C'est
Le Parisien daté du 12 mai 2008 qui le laisse penser.
Martin Hirsch, le préposé au remue-méninges sur la grande
pauvreté à refiler aux collectivités territoriales, semble découvrir les «
nouveaux pauvres » (dont certains ont au moins une quinzaine d'années d'ancienneté, voire davantage).
Le Parisien consacre sa « une » et son principal dossier à celles et ceux qui, faute de pouvoir d'achat, fouillent les poubelles en quête de produits périmés le soir devant les devantures des supérettes ou des hypers. Extrait : «
Selon nos informations, Martin Hirsch, haut-commissaire aux Solidarités actives contre la pauvreté et ex-président d'Emmaüs, va réunir ces prochains jours les principales associations caritatives afin de »comprendre les raisons et mesurer précisément l'ampleur«
de cette tendance inquiétante. »
Cocasse, non ? C'est pourtant simple à comprendre...
Un RMI et des aides faméliques
Qui, incapable de travailler de manière relativement « juteuse » (pour des pue-la-sueur, déjà, 10 euros de l'heure, c'est le Pérou, pour un Martin Hirsch, cela n'existe pas, de tels salaires de misère), peut, en vivant en ville, subsister avec un RMI ? D'autant que la concurrence des pompiers, des policiers, des épouses de gendarmes en quête de complément d'émoluments se fait vive : c'est vrai, cela, faire travailler au noir un militaire ou un fonctionnaire, cela rassure (en fait, c'est tout le contraire : si le boulot n'est jamais fini, ou bâclé, où se plaindre ? À la police ?). Autant prendre un-e prof qu'un-e étudiant-e pour des leçons particulières, c'est plus sûr. Et comme les profs sont de plus en plus mal payés, le boulot en classe est bâclé, on note plus sec, créant le besoin d'heures de leçons particulières... En attendant, les étudiant-e-s font les poubelles...

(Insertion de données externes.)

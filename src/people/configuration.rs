use std::{fs::File, path::Path, str::FromStr};

use sqlx::{
    Pool, Sqlite,
    sqlite::{SqliteConnectOptions, SqlitePoolOptions},
};

use crate::{
    BatchError,
    core::{
        job::{Job, JobBuilder, JobExecution, RunIdIncrementer},
        repository::JobRepository,
        step::{StepBuilder, StepInstance},
    },
    item::{
        csv::csv_reader::{CsvItemReader, CsvItemReaderBuilder},
        rdbc::sqlite_writer::{SqliteItemWriter, SqliteItemWriterBuilder},
    },
};

use super::{
    listener::notify_completion,
    person::{Person, PersonItemBinder, PersonItemProcessor},
};

pub const JOB_NAME: &str = "importUserJob";

pub const STEP_NAME: &str = "step1";

/// Commit interval of the import step.
pub const CHUNK_SIZE: usize = 10;

/// Input resource, looked up in the resources directory.
pub const SAMPLE_DATA: &str = "sample-data.csv";

pub const TABLE: &str = "people";

pub const COLUMNS: [&str; 2] = ["first_name", "last_name"];

/// Names of the input fields, in file order.
pub const FIELD_NAMES: [&str; 2] = ["firstName", "lastName"];

const SCHEMA: &str = include_str!("../../resources/schema-all.sql");

/// Opens a pool on `database_url`, creating the database file when missing.
pub async fn connect(database_url: &str) -> Result<Pool<Sqlite>, sqlx::Error> {
    let options = SqliteConnectOptions::from_str(database_url)?.create_if_missing(true);
    SqlitePoolOptions::new().connect_with(options).await
}

/// Creates the `people` table when it does not exist.
pub async fn initialize_schema(pool: &Pool<Sqlite>) -> Result<(), sqlx::Error> {
    sqlx::raw_sql(SCHEMA).execute(pool).await.map(|_| ())
}

/// Reader over `<resources_dir>/sample-data.csv`.
pub fn person_reader(resources_dir: &Path) -> Result<CsvItemReader<File>, BatchError> {
    CsvItemReaderBuilder::new()
        .delimiter(b',')
        .names(&FIELD_NAMES)
        .from_path(resources_dir.join(SAMPLE_DATA))
}

/// Writer inserting into `people (first_name, last_name)`.
pub fn person_writer<'a>(
    pool: &'a Pool<Sqlite>,
    binder: &'a PersonItemBinder,
) -> Result<SqliteItemWriter<'a, Person>, BatchError> {
    COLUMNS
        .iter()
        .fold(
            SqliteItemWriterBuilder::<Person>::new().pool(pool).table(TABLE),
            |builder, column| builder.add_column(column),
        )
        .item_binder(binder)
        .build()
}

/// Builds `importUserJob` and runs it once.
///
/// # Errors
///
/// `BatchError::ResourceNotFound` when the sample data is missing, in which
/// case no run is recorded. A run that fails while reading, processing or
/// writing returns `Ok` with a failed execution.
pub fn run_import_user_job(
    resources_dir: &Path,
    pool: &Pool<Sqlite>,
    repository: &dyn JobRepository,
) -> Result<JobExecution, BatchError> {
    let reader = person_reader(resources_dir)?;
    let processor = PersonItemProcessor;
    let binder = PersonItemBinder;
    let writer = person_writer(pool, &binder)?;

    let step: StepInstance<Person, Person> = StepBuilder::new()
        .name(STEP_NAME.to_string())
        .reader(&reader)
        .processor(&processor)
        .writer(&writer)
        .chunk(CHUNK_SIZE)
        .build()?;

    let job = JobBuilder::new()
        .name(JOB_NAME.to_string())
        .incrementer(RunIdIncrementer)
        .repository(repository)
        .listener(|execution: &JobExecution| notify_completion(pool, execution))
        .start(&step)
        .build();

    job.run()
}
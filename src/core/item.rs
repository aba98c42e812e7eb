use crate::error::BatchError;

/// Result of reading one item: `Ok(None)` once the source is exhausted.
pub type ItemReaderResult<R> = Result<Option<R>, BatchError>;

/// Result of processing one item.
pub type ItemProcessorResult<W> = Result<W, BatchError>;

/// Result of writing a chunk of items.
pub type ItemWriterResult = Result<(), BatchError>;

/// Retrieves input for a step, one item at a time.
pub trait ItemReader<R> {
    /// Reads the next item, `Ok(None)` when there is nothing left to read.
    fn read(&self) -> ItemReaderResult<R>;

    /// Prepares the reader for a new run. Restartable readers rewind here.
    fn open(&self) -> Result<(), BatchError> {
        Ok(())
    }

    fn close(&self) -> Result<(), BatchError> {
        Ok(())
    }
}

/// Business logic applied to each item between reading and writing.
pub trait ItemProcessor<R, W> {
    fn process(&self, item: &R) -> ItemProcessorResult<W>;
}

/// Output of a step, one chunk of items at a time.
///
/// A call to [`ItemWriter::write`] receives a whole chunk; writers backed by a
/// transactional store must commit all of it or none of it.
pub trait ItemWriter<W> {
    fn write(&self, items: &[W]) -> ItemWriterResult;

    fn flush(&self) -> ItemWriterResult {
        Ok(())
    }

    fn open(&self) -> ItemWriterResult {
        Ok(())
    }

    fn close(&self) -> ItemWriterResult {
        Ok(())
    }
}
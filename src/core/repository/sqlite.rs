use sqlx::{Pool, Sqlite};

use crate::{BatchError, core::job::JobExecution, item::rdbc::block_on};

use super::JobRepository;

const CREATE_TABLE: &str = "CREATE TABLE IF NOT EXISTS batch_job_execution (
    execution_id TEXT PRIMARY KEY,
    job_name TEXT NOT NULL,
    run_id INTEGER NOT NULL,
    status TEXT NOT NULL,
    start_time TEXT NOT NULL,
    end_time TEXT,
    exit_message TEXT
)";

const LAST_RUN_ID: &str = "SELECT MAX(run_id) FROM batch_job_execution WHERE job_name = ?";

const UPSERT: &str = "INSERT INTO batch_job_execution
    (execution_id, job_name, run_id, status, start_time, end_time, exit_message)
    VALUES (?, ?, ?, ?, ?, ?, ?)
    ON CONFLICT(execution_id) DO UPDATE SET
        status = excluded.status,
        end_time = excluded.end_time,
        exit_message = excluded.exit_message";

/// Records job executions in the `batch_job_execution` table, so run ids keep
/// increasing across process invocations.
pub struct SqliteJobRepository<'a> {
    pool: &'a Pool<Sqlite>,
}

impl<'a> SqliteJobRepository<'a> {
    pub fn new(pool: &'a Pool<Sqlite>) -> Self {
        Self { pool }
    }

    /// Creates the execution table when it does not exist yet.
    pub fn initialize(&self) -> Result<(), BatchError> {
        block_on(sqlx::query(CREATE_TABLE).execute(self.pool))
            .map(|_| ())
            .map_err(|error| BatchError::JobRepository(error.to_string()))
    }
}

impl JobRepository for SqliteJobRepository<'_> {
    fn last_run_id(&self, job_name: &str) -> Result<Option<u64>, BatchError> {
        let last: Option<i64> = block_on(
            sqlx::query_scalar(LAST_RUN_ID)
                .bind(job_name)
                .fetch_one(self.pool),
        )
        .map_err(|error| BatchError::JobRepository(error.to_string()))?;

        last.map(|run_id| {
            u64::try_from(run_id)
                .map_err(|_| BatchError::JobRepository(format!("invalid run id {run_id}")))
        })
        .transpose()
    }

    fn save(&self, execution: &JobExecution) -> Result<(), BatchError> {
        let run_id = i64::try_from(execution.run_id).map_err(|_| {
            BatchError::JobRepository(format!("run id {} out of range", execution.run_id))
        })?;

        block_on(
            sqlx::query(UPSERT)
                .bind(execution.id.to_string())
                .bind(execution.job_name.clone())
                .bind(run_id)
                .bind(execution.status.as_str())
                .bind(execution.start_time.to_rfc3339())
                .bind(execution.end_time.map(|end_time| end_time.to_rfc3339()))
                .bind(execution.exit_message.clone())
                .execute(self.pool),
        )
        .map(|_| ())
        .map_err(|error| BatchError::JobRepository(error.to_string()))
    }
}

#[cfg(test)]
mod tests {
    use sqlx::{SqlitePool, sqlite::SqliteConnectOptions};
    use tempfile::NamedTempFile;

    use crate::core::{
        job::{JobExecution, JobStatus},
        repository::JobRepository,
    };

    use super::SqliteJobRepository;

    async fn pool(file: &NamedTempFile) -> Result<SqlitePool, sqlx::Error> {
        SqlitePool::connect_with(SqliteConnectOptions::new().filename(file.path())).await
    }

    #[tokio::test(flavor = "multi_thread")]
    async fn run_ids_survive_a_new_repository() -> anyhow::Result<()> {
        let file = NamedTempFile::new()?;
        let pool = pool(&file).await?;

        let repository = SqliteJobRepository::new(&pool);
        repository.initialize()?;
        assert_eq!(repository.last_run_id("importUserJob")?, None);

        let mut execution = JobExecution::new("importUserJob", 1);
        repository.save(&execution)?;
        execution.status = JobStatus::Completed;
        repository.save(&execution)?;
        repository.save(&JobExecution::new("importUserJob", 2))?;

        let reopened = SqliteJobRepository::new(&pool);
        reopened.initialize()?;
        assert_eq!(reopened.last_run_id("importUserJob")?, Some(2));
        assert_eq!(reopened.last_run_id("otherJob")?, None);

        let statuses: Vec<String> = sqlx::query_scalar(
            "SELECT status FROM batch_job_execution WHERE job_name = ? ORDER BY run_id",
        )
        .bind("importUserJob")
        .fetch_all(&pool)
        .await?;
        assert_eq!(statuses, vec!["COMPLETED", "STARTING"]);

        Ok(())
    }
}
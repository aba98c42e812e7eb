use std::fmt;

use log::info;
use serde::Deserialize;
use sqlx::{Sqlite, query_builder::Separated};

use crate::{
    core::item::{ItemProcessor, ItemProcessorResult},
    item::rdbc::DatabaseItemBinder,
};

/// A row of the sample data: first and last name.
#[derive(Debug, Clone, PartialEq, Eq, Deserialize, sqlx::FromRow)]
#[serde(rename_all = "camelCase")]
pub struct Person {
    pub first_name: String,
    pub last_name: String,
}

impl Person {
    pub fn new(first_name: &str, last_name: &str) -> Self {
        Self {
            first_name: first_name.to_owned(),
            last_name: last_name.to_owned(),
        }
    }
}

impl fmt::Display for Person {
    fn fmt(&self, f: &mut fmt::Formatter<'_>) -> fmt::Result {
        write!(
            f,
            "firstName: {}, lastName: {}",
            self.first_name, self.last_name
        )
    }
}

/// Upper-cases both names of a person.
#[derive(Default)]
pub struct PersonItemProcessor;

impl ItemProcessor<Person, Person> for PersonItemProcessor {
    fn process(&self, item: &Person) -> ItemProcessorResult<Person> {
        let transformed = Person {
            first_name: item.first_name.to_uppercase(),
            last_name: item.last_name.to_uppercase(),
        };

        info!("Converting ({}) into ({})", item, transformed);

        Ok(transformed)
    }
}

/// Binds `first_name` then `last_name`.
#[derive(Default)]
pub struct PersonItemBinder;

impl DatabaseItemBinder<Person, Sqlite> for PersonItemBinder {
    fn bind(&self, item: &Person, mut query_builder: Separated<Sqlite, &str>) {
        query_builder.push_bind(item.first_name.clone());
        query_builder.push_bind(item.last_name.clone());
    }
}
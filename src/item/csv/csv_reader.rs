use csv::{ReaderBuilder, StringRecord, StringRecordsIntoIter, Terminator, Trim};
use serde::de::DeserializeOwned;
use std::{
    cell::RefCell,
    fs::File,
    io::Read,
    path::{Path, PathBuf},
};

use crate::{
    core::item::{ItemReader, ItemReaderResult},
    error::BatchError,
};

type Rewind<R> = Box<dyn Fn() -> Result<StringRecordsIntoIter<R>, BatchError>>;

/// A CSV item reader that implements the `ItemReader` trait.
///
/// This reader deserializes CSV data into Rust structs row by row
/// using Serde's deserialization capabilities. Rows are pulled lazily from
/// the underlying source; blank lines are skipped.
///
/// When field names are declared with [`CsvItemReaderBuilder::names`], each
/// line must carry exactly that many fields and the names are used as the
/// header row during deserialization, so columns map positionally onto the
/// named struct fields.
///
/// Readers created with [`CsvItemReaderBuilder::from_path`] are restartable:
/// [`ItemReader::open`] reopens the file so a new run starts from the first
/// line.
///
/// # Examples
///
/// ```
/// use herc_reader::item::csv::csv_reader::CsvItemReaderBuilder;
/// use herc_reader::core::item::ItemReader;
/// use serde::Deserialize;
///
/// #[derive(Debug, Deserialize)]
/// #[serde(rename_all = "camelCase")]
/// struct Person {
///     first_name: String,
///     last_name: String,
/// }
///
/// let reader = CsvItemReaderBuilder::new()
///     .names(&["firstName", "lastName"])
///     .from_reader("Jill,Doe\nJoe,Doe".as_bytes());
///
/// let person: Person = reader.read().unwrap().unwrap();
/// assert_eq!(person.first_name, "Jill");
/// assert_eq!(person.last_name, "Doe");
/// ```
pub struct CsvItemReader<R> {
    /// Iterator over the CSV records
    ///
    /// Uses `RefCell` to provide interior mutability so we can iterate
    /// through records while keeping the `read` method signature compatible
    /// with the `ItemReader` trait.
    records: RefCell<StringRecordsIntoIter<R>>,
    /// Declared field names, used as the header row when deserializing
    names: Option<StringRecord>,
    /// Description of the source, for error messages
    resource: String,
    /// Reopens the source from its first line; `None` when the source cannot
    /// be rewound
    rewind: Option<Rewind<R>>,
}

impl<R> CsvItemReader<R> {
    fn parse_error(&self, record: &StringRecord, cause: &str) -> BatchError {
        let line = record.position().map_or(0, |position| position.line());
        let input = record.iter().collect::<Vec<_>>().join(",");
        BatchError::ItemReader(format!(
            "Parsing error at line: {} in resource=[{}], input=[{}]: {}",
            line, self.resource, input, cause
        ))
    }

    fn map_record<T: DeserializeOwned>(&self, record: &StringRecord) -> Result<T, BatchError> {
        if let Some(names) = &self.names {
            if record.len() != names.len() {
                return Err(self.parse_error(
                    record,
                    &format!("expected {} fields, found {}", names.len(), record.len()),
                ));
            }
        }

        record
            .deserialize(self.names.as_ref())
            .map_err(|error| self.parse_error(record, &error.to_string()))
    }
}

impl<R: Read, T: DeserializeOwned> ItemReader<T> for CsvItemReader<R> {
    /// Reads the next item from the CSV source.
    ///
    /// # Returns
    /// - `Ok(Some(record))` if a record is successfully read
    /// - `Ok(None)` if there are no more records to read
    /// - `Err(BatchError::ItemReader(error))` if a line cannot be parsed; the
    ///   message names the line number and its content
    fn read(&self) -> ItemReaderResult<T> {
        let next = self.records.borrow_mut().next();

        match next {
            Some(Ok(record)) => self.map_record(&record).map(Some),
            Some(Err(error)) => {
                let line = error.position().map_or(0, |position| position.line());
                Err(BatchError::ItemReader(format!(
                    "Parsing error at line: {} in resource=[{}]: {}",
                    line, self.resource, error
                )))
            }
            None => Ok(None),
        }
    }

    fn open(&self) -> Result<(), BatchError> {
        if let Some(rewind) = &self.rewind {
            *self.records.borrow_mut() = rewind()?;
        }
        Ok(())
    }
}

/// A builder for configuring CSV item reading.
///
/// # Default Configuration
///
/// - Delimiter: comma (,)
/// - Terminator: CRLF (also accepts a lone `\n`)
/// - Headers: disabled
/// - Names: none, the record is deserialized positionally
/// - Trimming: All fields trimmed
#[derive(Clone)]
pub struct CsvItemReaderBuilder {
    /// The delimiter character (default: comma ',')
    delimiter: u8,
    /// The line terminator (default: CRLF)
    terminator: Terminator,
    /// Whether the CSV has headers (default: false)
    has_headers: bool,
    /// Names given to the fields of each line, in order
    names: Option<Vec<String>>,
}

impl Default for CsvItemReaderBuilder {
    fn default() -> Self {
        Self::new()
    }
}

impl CsvItemReaderBuilder {
    pub fn new() -> Self {
        Self {
            delimiter: b',',
            terminator: Terminator::CRLF,
            has_headers: false,
            names: None,
        }
    }

    pub fn delimiter(mut self, delimiter: u8) -> Self {
        self.delimiter = delimiter;
        self
    }

    pub fn terminator(mut self, terminator: Terminator) -> Self {
        self.terminator = terminator;
        self
    }

    /// Sets whether the first line is a header row to be skipped.
    pub fn has_headers(mut self, yes: bool) -> Self {
        self.has_headers = yes;
        self
    }

    /// Declares the names of the fields of each line, in order.
    ///
    /// Lines with a different number of fields are rejected with a parsing
    /// error.
    pub fn names(mut self, names: &[&str]) -> Self {
        self.names = Some(names.iter().map(|name| name.to_string()).collect());
        self
    }

    fn reader_builder(&self) -> ReaderBuilder {
        let mut builder = ReaderBuilder::new();
        builder
            .trim(Trim::All)
            .delimiter(self.delimiter)
            .terminator(self.terminator)
            .has_headers(self.has_headers)
            // field counts are checked against the declared names instead
            .flexible(self.names.is_some());
        builder
    }

    fn string_names(&self) -> Option<StringRecord> {
        self.names.as_ref().map(|names| StringRecord::from(names.clone()))
    }

    fn open_records(&self, path: &Path) -> Result<StringRecordsIntoIter<File>, BatchError> {
        let file = File::open(path).map_err(|error| {
            BatchError::ResourceNotFound(format!("{}: {}", path.display(), error))
        })?;

        Ok(self.reader_builder().from_reader(file).into_records())
    }

    /// Creates a `CsvItemReader` from any source implementing `Read`.
    ///
    /// Such a reader is not restartable.
    pub fn from_reader<R: Read>(self, rdr: R) -> CsvItemReader<R> {
        let records = self.reader_builder().from_reader(rdr).into_records();

        CsvItemReader {
            records: RefCell::new(records),
            names: self.string_names(),
            resource: "reader".to_string(),
            rewind: None,
        }
    }

    /// Creates a restartable `CsvItemReader` from a file path.
    ///
    /// # Errors
    /// Returns `BatchError::ResourceNotFound` if the file cannot be opened.
    pub fn from_path<P: AsRef<Path>>(self, path: P) -> Result<CsvItemReader<File>, BatchError> {
        let path: PathBuf = path.as_ref().to_path_buf();
        let records = self.open_records(&path)?;
        let names = self.string_names();
        let resource = path.display().to_string();

        Ok(CsvItemReader {
            records: RefCell::new(records),
            names,
            resource,
            rewind: Some(Box::new(move || self.open_records(&path))),
        })
    }
}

Des chômeurs radiés en veux-tu, en voilà...
Pour les
seniors, par ex., bénéficier ne serait-ce que de l'allocation de fins de droits, c'est vraiment coton. Et pour de très nombreuses et nombreux chômistes, tout est bon pour les radier ou les pousser vers un travail indépendant, précaire ou non. Sorti-e-s des stats, les chômistes se retrouvent au mieux au RMI, amputé dès qu'elles ou ils ont un petit quelque chose à défalquer (car les collectivités territoriales sont de plus en plus sollicitées et croulent sous les dossiers).
L'inflation minorée à l'extrême
Les modes de calcul de la cherté de la vie sont faits pour masquer la paupérisation des classes inférieures (dont les ex-classes moyennes intermédiaires). Pour beaucoup, les salaires ont fortement régressé, de
chômage en emplois précaires de moins en moins bien rétribués. Tandis que les produits de première nécessité voient leurs coûts grimper, grimper...
L'effet « faut pas se gêner, gavons-nous »
Les électrices et électeurs de Nini Narkozy Ier ayant les moyens de répercuter la hausse des prix sur d'autres ont sincèrement cru qu'il allait chercher la croissance avec les dents. D'ailleurs, s'il doublait le salaire du président (ce n'est pas 140, ni 172, mais près de 200 % de boni que le Nini Narko s'est octroyé), c'est qu'il pouvait le faire, la croissance allait suivre. Donc, les commerçants, les artisans, les dirigeants ont anticipé. Empruntant même pour montrer qu'ils savaient (faire) travailler plus pour gagner, eux, plus. S'étant dit « on va se gaver », ils n'ont pas l'intention de faire machine arrière. Et puis, l'exemple vient d'en-haut.
Ho, Hirsch hé-ho !
Martin Hirsch, même s'il ne s'octroyait pas les rémunérations d'un chiffonnier d'Emmaüs de base, sait sans doute à peu près de quoi il en retourne. Mais, là, au lieu de démissionner, il va consulter. Faire des effets d'annonce non suivis de faits, peut-être convier à se goinfrer avec lui quelques personnalités subalternes d'«
ouverture ». Pour les autres, l'ouverture, c'est la bouche ouverte. Mais pour lui, et
Fadela Amara et d'autres, c'est « après nous, le déluge ». L'essentiel est de durer et de ne pas encourir les foudres de SM Nini Narkozy Ier le Stupéfiant Bonimenteur.
Bref, réunissons donc les associations, les protagonistes. Chez Drouant, Maxim's ou au Fouquet's ? Telle est la grave question. Et l'étiquette des préséances est bien plus cruciale que la valse des étiquettes : la voiture de fonction est livrée sans, l'appartement idem.